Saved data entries

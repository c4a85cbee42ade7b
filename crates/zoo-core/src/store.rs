//! The `ZooStore` trait.
//!
//! The trait is implemented by storage backends (e.g. `zoo-store-sqlite`).
//! Consumers (`zoo-cli`, or any screen layer) depend on this abstraction and
//! receive a store instance explicitly; nothing reaches a global connection.
//!
//! Every entity follows the same shape:
//!
//! - `add_*` persists a new row and returns its freshly assigned identifier.
//!   Uniqueness and foreign-key violations fail the call and leave the store
//!   unchanged.
//! - `get_*` returns `None` for an unknown identifier.
//! - `list_*` materialises every row. Cities are ordered by name and profiles
//!   by id; every other listing is in storage order.
//! - `update_*` replaces all mutable fields. An unknown identifier is a silent
//!   no-op, not an error.
//! - `delete_*` removes the row, cascading or being rejected according to the
//!   relationship. An unknown identifier is a silent no-op.

use std::future::Future;

use crate::{
  account::{NewUser, Profile, User},
  animal::{Animal, NewAnimal},
  geo::{City, Country, NewCity},
  id::{AnimalId, CityId, CountryId, ProfileId, SpeciesId, UserId, ZooId},
  report::{Counts, RegistrationWindow},
  species::{NewSpecies, Species},
  zoo::{NewZoo, Zoo},
};

/// Abstraction over a zoo records backend.
///
/// All methods return `Send` futures so a store can be shared across tasks of
/// a multi-threaded runtime.
pub trait ZooStore: Send + Sync {
  type Error: std::error::Error + Send + Sync + 'static;

  // ── Countries ─────────────────────────────────────────────────────────

  fn add_country(
    &self,
    name: String,
  ) -> impl Future<Output = Result<CountryId, Self::Error>> + Send + '_;

  fn get_country(
    &self,
    id: CountryId,
  ) -> impl Future<Output = Result<Option<Country>, Self::Error>> + Send + '_;

  fn list_countries(
    &self,
  ) -> impl Future<Output = Result<Vec<Country>, Self::Error>> + Send + '_;

  fn update_country(
    &self,
    id: CountryId,
    name: String,
  ) -> impl Future<Output = Result<(), Self::Error>> + Send + '_;

  /// Rejected while any city references the country.
  fn delete_country(
    &self,
    id: CountryId,
  ) -> impl Future<Output = Result<(), Self::Error>> + Send + '_;

  // ── Cities ────────────────────────────────────────────────────────────

  fn add_city(
    &self,
    city: NewCity,
  ) -> impl Future<Output = Result<CityId, Self::Error>> + Send + '_;

  fn get_city(
    &self,
    id: CityId,
  ) -> impl Future<Output = Result<Option<City>, Self::Error>> + Send + '_;

  /// Every city, ordered by name.
  fn list_cities(
    &self,
  ) -> impl Future<Output = Result<Vec<City>, Self::Error>> + Send + '_;

  fn update_city(
    &self,
    id: CityId,
    city: NewCity,
  ) -> impl Future<Output = Result<(), Self::Error>> + Send + '_;

  /// Rejected while any zoo references the city.
  fn delete_city(
    &self,
    id: CityId,
  ) -> impl Future<Output = Result<(), Self::Error>> + Send + '_;

  // ── Zoos ──────────────────────────────────────────────────────────────

  fn add_zoo(
    &self,
    zoo: NewZoo,
  ) -> impl Future<Output = Result<ZooId, Self::Error>> + Send + '_;

  fn get_zoo(
    &self,
    id: ZooId,
  ) -> impl Future<Output = Result<Option<Zoo>, Self::Error>> + Send + '_;

  fn list_zoos(
    &self,
  ) -> impl Future<Output = Result<Vec<Zoo>, Self::Error>> + Send + '_;

  fn update_zoo(
    &self,
    id: ZooId,
    zoo: NewZoo,
  ) -> impl Future<Output = Result<(), Self::Error>> + Send + '_;

  /// Removes the zoo together with all of its animals.
  fn delete_zoo(
    &self,
    id: ZooId,
  ) -> impl Future<Output = Result<(), Self::Error>> + Send + '_;

  // ── Species ───────────────────────────────────────────────────────────

  fn add_species(
    &self,
    species: NewSpecies,
  ) -> impl Future<Output = Result<SpeciesId, Self::Error>> + Send + '_;

  fn get_species(
    &self,
    id: SpeciesId,
  ) -> impl Future<Output = Result<Option<Species>, Self::Error>> + Send + '_;

  fn list_species(
    &self,
  ) -> impl Future<Output = Result<Vec<Species>, Self::Error>> + Send + '_;

  fn update_species(
    &self,
    id: SpeciesId,
    species: NewSpecies,
  ) -> impl Future<Output = Result<(), Self::Error>> + Send + '_;

  /// Rejected while any animal references the species.
  fn delete_species(
    &self,
    id: SpeciesId,
  ) -> impl Future<Output = Result<(), Self::Error>> + Send + '_;

  // ── Animals ───────────────────────────────────────────────────────────

  fn add_animal(
    &self,
    animal: NewAnimal,
  ) -> impl Future<Output = Result<AnimalId, Self::Error>> + Send + '_;

  fn get_animal(
    &self,
    id: AnimalId,
  ) -> impl Future<Output = Result<Option<Animal>, Self::Error>> + Send + '_;

  fn list_animals(
    &self,
  ) -> impl Future<Output = Result<Vec<Animal>, Self::Error>> + Send + '_;

  fn update_animal(
    &self,
    id: AnimalId,
    animal: NewAnimal,
  ) -> impl Future<Output = Result<(), Self::Error>> + Send + '_;

  fn delete_animal(
    &self,
    id: AnimalId,
  ) -> impl Future<Output = Result<(), Self::Error>> + Send + '_;

  // ── Profiles ──────────────────────────────────────────────────────────

  fn add_profile(
    &self,
    name: String,
  ) -> impl Future<Output = Result<ProfileId, Self::Error>> + Send + '_;

  fn get_profile(
    &self,
    id: ProfileId,
  ) -> impl Future<Output = Result<Option<Profile>, Self::Error>> + Send + '_;

  /// Every profile, ordered by id.
  fn list_profiles(
    &self,
  ) -> impl Future<Output = Result<Vec<Profile>, Self::Error>> + Send + '_;

  fn update_profile(
    &self,
    id: ProfileId,
    name: String,
  ) -> impl Future<Output = Result<(), Self::Error>> + Send + '_;

  /// Rejected while any user holds the profile.
  fn delete_profile(
    &self,
    id: ProfileId,
  ) -> impl Future<Output = Result<(), Self::Error>> + Send + '_;

  // ── Users ─────────────────────────────────────────────────────────────

  /// Create an account. The password is hashed before it reaches storage and
  /// the registration timestamp is assigned by the store.
  fn add_user(
    &self,
    user: NewUser,
  ) -> impl Future<Output = Result<UserId, Self::Error>> + Send + '_;

  fn get_user(
    &self,
    id: UserId,
  ) -> impl Future<Output = Result<Option<User>, Self::Error>> + Send + '_;

  fn list_users(
    &self,
  ) -> impl Future<Output = Result<Vec<User>, Self::Error>> + Send + '_;

  /// Replace username, email, password and profile. The registration
  /// timestamp is kept.
  fn update_user(
    &self,
    id: UserId,
    user: NewUser,
  ) -> impl Future<Output = Result<(), Self::Error>> + Send + '_;

  fn delete_user(
    &self,
    id: UserId,
  ) -> impl Future<Output = Result<(), Self::Error>> + Send + '_;

  /// Look up the account registered under `email`.
  fn user_by_email<'a>(
    &'a self,
    email: &'a str,
  ) -> impl Future<Output = Result<Option<User>, Self::Error>> + Send + 'a;

  /// Set a new password for `username`. Unknown usernames are a no-op.
  fn change_password<'a>(
    &'a self,
    username: &'a str,
    new_password: &'a str,
  ) -> impl Future<Output = Result<(), Self::Error>> + Send + 'a;

  // ── Credentials ───────────────────────────────────────────────────────

  /// `true` iff an account with exactly this username exists and `password`
  /// matches its stored credential.
  fn validate_credentials<'a>(
    &'a self,
    username: &'a str,
    password: &'a str,
  ) -> impl Future<Output = Result<bool, Self::Error>> + Send + 'a;

  /// The profile of the account matching the credential pair, if any.
  fn profile_for_credentials<'a>(
    &'a self,
    username: &'a str,
    password: &'a str,
  ) -> impl Future<Output = Result<Option<ProfileId>, Self::Error>> + Send + 'a;

  // ── Reporting ─────────────────────────────────────────────────────────

  fn count_users(&self) -> impl Future<Output = Result<u64, Self::Error>> + Send + '_;

  fn count_zoos(&self) -> impl Future<Output = Result<u64, Self::Error>> + Send + '_;

  fn count_animals(&self) -> impl Future<Output = Result<u64, Self::Error>> + Send + '_;

  fn count_species(&self) -> impl Future<Output = Result<u64, Self::Error>> + Send + '_;

  /// All four counters at once.
  fn counts(&self) -> impl Future<Output = Result<Counts, Self::Error>> + Send + '_ {
    async move {
      Ok(Counts {
        users:   self.count_users().await?,
        zoos:    self.count_zoos().await?,
        animals: self.count_animals().await?,
        species: self.count_species().await?,
      })
    }
  }

  /// Users whose registration timestamp falls inside `window`.
  fn list_users_registered_between(
    &self,
    window: RegistrationWindow,
  ) -> impl Future<Output = Result<Vec<User>, Self::Error>> + Send + '_;
}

**Your assignment**
Scan the entries above. Copy each line that has the string "this".

**Answer to the problem**
//! Consumers (`zoo-cli`, or any screen layer) depend on this abstraction and
  /// `true` iff an account with exactly this username exists and `password`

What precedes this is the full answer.